+++ Provided information +++

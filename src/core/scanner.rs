//! Position-tracked character scanner shared by both dialect readers
//!
//! Delimiter search uses memchr (SIMD when available):
//! - `memchr` for single-byte delimiters
//! - `memmem` for multi-byte terminators such as `-->`
//!
//! Positions are byte offsets into the source and always sit on a char
//! boundary. Line/column are only computed when an error is raised.

use memchr::{memchr, memchr_iter, memmem};

use super::escape::decode_escapes;
use crate::error::{ErrorKind, ParseError};

/// Scanner over a borrowed source buffer
pub struct Scanner<'a> {
    filename: &'a str,
    input: &'a str,
    pos: usize,
    /// Treat `#` up to end of line as whitespace
    hash_comments: bool,
}

impl<'a> Scanner<'a> {
    /// Create a new scanner for the given source
    #[inline]
    pub fn new(filename: &'a str, input: &'a str) -> Self {
        Scanner {
            filename,
            input,
            pos: 0,
            hash_comments: false,
        }
    }

    /// Enable or disable `#` line comments in [`skip_whitespace`](Self::skip_whitespace)
    #[inline]
    pub fn with_hash_comments(mut self, enabled: bool) -> Self {
        self.hash_comments = enabled;
        self
    }

    #[inline]
    pub fn filename(&self) -> &'a str {
        self.filename
    }

    #[inline]
    pub fn source(&self) -> &'a str {
        self.input
    }

    /// Get the current position
    #[inline]
    pub fn position(&self) -> usize {
        self.pos
    }

    /// Set the current position (must be a char boundary)
    #[inline]
    pub fn set_position(&mut self, pos: usize) {
        debug_assert!(self.input.is_char_boundary(pos));
        self.pos = pos;
    }

    #[inline]
    pub fn has_next(&self) -> bool {
        self.pos < self.input.len()
    }

    /// Get remaining input
    #[inline]
    pub fn remaining(&self) -> &'a str {
        &self.input[self.pos..]
    }

    /// Get a slice from start to end positions
    #[inline]
    pub fn slice(&self, start: usize, end: usize) -> &'a str {
        &self.input[start..end]
    }

    /// Peek at the current char without advancing
    #[inline]
    pub fn peek(&self) -> Option<char> {
        self.remaining().chars().next()
    }

    /// Consume and return the current char
    #[inline]
    pub fn next_char(&mut self) -> Option<char> {
        let c = self.peek()?;
        self.pos += c.len_utf8();
        Some(c)
    }

    /// Advance by n chars (stops at end of input)
    pub fn skip(&mut self, n: usize) {
        for _ in 0..n {
            if self.next_char().is_none() {
                break;
            }
        }
    }

    /// Un-consume the previous char
    pub fn go_back(&mut self) {
        if let Some(c) = self.input[..self.pos].chars().next_back() {
            self.pos -= c.len_utf8();
        }
    }

    /// Skip whitespace (space, tab, newline, carriage return), plus `#` line
    /// comments when enabled
    pub fn skip_whitespace(&mut self) {
        let bytes = self.input.as_bytes();
        while self.pos < bytes.len() {
            match bytes[self.pos] {
                b' ' | b'\t' | b'\n' | b'\r' => self.pos += 1,
                b'#' if self.hash_comments => {
                    self.pos = match memchr(b'\n', &bytes[self.pos..]) {
                        Some(i) => self.pos + i + 1,
                        None => bytes.len(),
                    };
                }
                _ => break,
            }
        }
    }

    /// Move to the next occurrence of `needle`. Returns false (position
    /// unchanged) if it does not occur.
    pub fn skip_to(&mut self, needle: &str) -> bool {
        match memmem::find(self.remaining().as_bytes(), needle.as_bytes()) {
            Some(i) => {
                self.pos += i;
                true
            }
            None => false,
        }
    }

    /// Non-consuming lookahead
    #[inline]
    pub fn is_next(&self, s: &str) -> bool {
        self.remaining().starts_with(s)
    }

    /// Consume `c` or fail with a syntax error
    pub fn expect(&mut self, c: char) -> Result<(), ParseError> {
        match self.peek() {
            Some(found) if found == c => {
                self.pos += c.len_utf8();
                Ok(())
            }
            Some(found) => Err(self.syntax_error(format!("'{}' expected, found '{}'", c, found))),
            None => Err(self.syntax_error(format!("unexpected end of input, '{}' expected", c))),
        }
    }

    /// Consume `s` or fail with a syntax error
    pub fn expect_str(&mut self, s: &str) -> Result<(), ParseError> {
        if self.is_next(s) {
            self.pos += s.len();
            Ok(())
        } else if !self.has_next() {
            Err(self.syntax_error(format!("unexpected end of input, '{}' expected", s)))
        } else {
            Err(self.syntax_error(format!("'{}' expected", s)))
        }
    }

    /// Read up to (not including) `delimiter`, or to the end of input
    pub fn read_until(&mut self, delimiter: u8) -> &'a str {
        let start = self.pos;
        let end = match memchr(delimiter, &self.input.as_bytes()[start..]) {
            Some(i) => start + i,
            None => self.input.len(),
        };
        self.pos = end;
        &self.input[start..end]
    }

    /// Read up to the next whitespace char, or to the end of input
    pub fn read_until_whitespace(&mut self) -> &'a str {
        let start = self.pos;
        let bytes = self.input.as_bytes();
        while self.pos < bytes.len() && !matches!(bytes[self.pos], b' ' | b'\t' | b'\n' | b'\r') {
            self.pos += 1;
        }
        &self.input[start..self.pos]
    }

    /// Read a name made of one `is_start` char followed by `is_part` chars
    pub fn read_name_with(
        &mut self,
        is_start: fn(char) -> bool,
        is_part: fn(char) -> bool,
    ) -> Option<&'a str> {
        let start = self.pos;
        let mut chars = self.remaining().char_indices();
        match chars.next() {
            Some((_, c)) if is_start(c) => {}
            _ => return None,
        }
        let mut end = self.input.len();
        for (i, c) in chars {
            if !is_part(c) {
                end = start + i;
                break;
            }
        }
        self.pos = end;
        Some(&self.input[start..end])
    }

    /// Read an XML name (starts with letter/underscore/colon, continues with
    /// letters/digits/hyphens/underscores/periods/colons)
    #[inline]
    pub fn read_name(&mut self) -> Option<&'a str> {
        self.read_name_with(is_name_start_char, is_name_char)
    }

    /// Read a string body; the opening quote must already be consumed.
    ///
    /// With `quote == None` the string runs to the end of input. Backslash
    /// escapes skip the following char when searching for the closing quote
    /// and are decoded when `process_escapes` is set.
    pub fn parse_string(
        &mut self,
        quote: Option<char>,
        process_escapes: bool,
    ) -> Result<String, ParseError> {
        let start = self.pos;
        let bytes = self.input.as_bytes();
        let mut end = None;
        let mut i = start;
        while i < bytes.len() {
            let b = bytes[i];
            if b == b'\\' && process_escapes {
                i += 2;
                continue;
            }
            if let Some(q) = quote {
                // quotes are always ASCII
                if b as u32 == q as u32 {
                    end = Some(i);
                    break;
                }
            }
            i += 1;
        }

        let end = match (quote, end) {
            (Some(_), Some(end)) => end,
            (Some(q), None) => {
                self.pos = self.input.len();
                return Err(self.syntax_error(format!("unclosed string literal, missing {}", q)));
            }
            (None, _) => self.input.len(),
        };
        // a trailing lone backslash can push `i` past the end
        let end = end.min(self.input.len());

        let raw = &self.input[start..end];
        let text = if process_escapes {
            match decode_escapes(raw) {
                Ok(text) => text.into_owned(),
                Err(e) => {
                    self.pos = start + e.offset;
                    return Err(self.syntax_error(e.message));
                }
            }
        } else {
            raw.to_string()
        };

        self.pos = end;
        if quote.is_some() {
            self.pos += 1;
        }
        Ok(text)
    }

    /// 1-based line and column of the current position
    pub fn line_column(&self) -> (usize, usize) {
        let before = &self.input.as_bytes()[..self.pos];
        let line = memchr_iter(b'\n', before).count() + 1;
        let line_start = before
            .iter()
            .rposition(|&b| b == b'\n')
            .map(|i| i + 1)
            .unwrap_or(0);
        let column = self.input[line_start..self.pos].chars().count() + 1;
        (line, column)
    }

    /// Build an error at the current position
    pub fn error(&self, kind: ErrorKind, message: impl Into<String>) -> ParseError {
        let (line, column) = self.line_column();
        ParseError::new(kind, self.filename, line, column, message)
    }

    #[inline]
    pub fn syntax_error(&self, message: impl Into<String>) -> ParseError {
        self.error(ErrorKind::Syntax, message)
    }
}

/// Check if char is a valid XML name start character
/// Allows letters (including non-ASCII), underscore and colon
#[inline]
pub fn is_name_start_char(c: char) -> bool {
    c.is_alphabetic() || c == '_' || c == ':'
}

/// Check if char is a valid XML name character
#[inline]
pub fn is_name_char(c: char) -> bool {
    c.is_alphanumeric() || matches!(c, '_' | '-' | '.' | ':')
}

#[cfg(test)]
mod tests {
    use super::*;

    #[test]
    fn test_read_name() {
        let mut scanner = Scanner::new("t", "element-name>");
        assert_eq!(scanner.read_name(), Some("element-name"));
        assert_eq!(scanner.position(), 12);
        assert_eq!(scanner.peek(), Some('>'));
    }

    #[test]
    fn test_read_name_rejects_digit_start() {
        let mut scanner = Scanner::new("t", "1abc");
        assert_eq!(scanner.read_name(), None);
        assert_eq!(scanner.position(), 0);
    }

    #[test]
    fn test_read_name_unicode() {
        let mut scanner = Scanner::new("t", "über:ns.x/>");
        assert_eq!(scanner.read_name(), Some("über:ns.x"));
        assert_eq!(scanner.peek(), Some('/'));
    }

    #[test]
    fn test_skip_whitespace() {
        let mut scanner = Scanner::new("t", "  \t\n hello");
        scanner.skip_whitespace();
        assert_eq!(scanner.position(), 5);
    }

    #[test]
    fn test_hash_comments() {
        let mut scanner = Scanner::new("t", "  # note\n  # more\n@a").with_hash_comments(true);
        scanner.skip_whitespace();
        assert_eq!(scanner.peek(), Some('@'));

        let mut plain = Scanner::new("t", "  # note");
        plain.skip_whitespace();
        assert_eq!(plain.peek(), Some('#'));
    }

    #[test]
    fn test_go_back_multibyte() {
        let mut scanner = Scanner::new("t", "é<");
        assert_eq!(scanner.next_char(), Some('é'));
        scanner.go_back();
        assert_eq!(scanner.position(), 0);
        scanner.go_back();
        assert_eq!(scanner.position(), 0);
    }

    #[test]
    fn test_skip_to() {
        let mut scanner = Scanner::new("t", "<!-- a - b -->rest");
        assert!(scanner.skip_to("-->"));
        assert_eq!(scanner.position(), 11);
        assert!(!scanner.skip_to("nope"));
        assert_eq!(scanner.position(), 11);
    }

    #[test]
    fn test_read_until() {
        let mut scanner = Scanner::new("t", "1, 2)tail");
        assert_eq!(scanner.read_until(b')'), "1, 2");
        assert_eq!(scanner.peek(), Some(')'));
        assert_eq!(scanner.read_until(b'!'), ")tail");
        assert!(!scanner.has_next());
    }

    #[test]
    fn test_parse_string_with_escapes() {
        let mut scanner = Scanner::new("t", r#"a \"b\" c" tail"#);
        let s = scanner.parse_string(Some('"'), true).unwrap();
        assert_eq!(s, "a \"b\" c");
        assert_eq!(scanner.remaining(), " tail");
    }

    #[test]
    fn test_parse_string_unclosed() {
        let mut scanner = Scanner::new("t", "abc");
        let err = scanner.parse_string(Some('\''), true).unwrap_err();
        assert_eq!(err.kind, ErrorKind::Syntax);
    }

    #[test]
    fn test_parse_string_to_end() {
        let mut scanner = Scanner::new("t", r"tab\there");
        let s = scanner.parse_string(None, true).unwrap();
        assert_eq!(s, "tab\there");
    }

    #[test]
    fn test_expect() {
        let mut scanner = Scanner::new("t", "ab");
        assert!(scanner.expect('a').is_ok());
        let err = scanner.expect('x').unwrap_err();
        assert_eq!((err.line, err.column), (1, 2));
        assert!(scanner.expect_str("b").is_ok());
        assert!(scanner.expect('>').is_err());
    }

    #[test]
    fn test_line_column() {
        let mut scanner = Scanner::new("f.xml", "<a>\n  <b>\n  x");
        scanner.set_position(12);
        assert_eq!(scanner.line_column(), (3, 3));
        let err = scanner.syntax_error("boom");
        assert_eq!(err.to_string(), "f.xml:3:3: boom");
    }
}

+++

▶ Aim of the task
All lines in the entries above that include "text" should be found and copied.

▶ Written response
        let text = if process_escapes {
                Ok(text) => text.into_owned(),
        Ok(text)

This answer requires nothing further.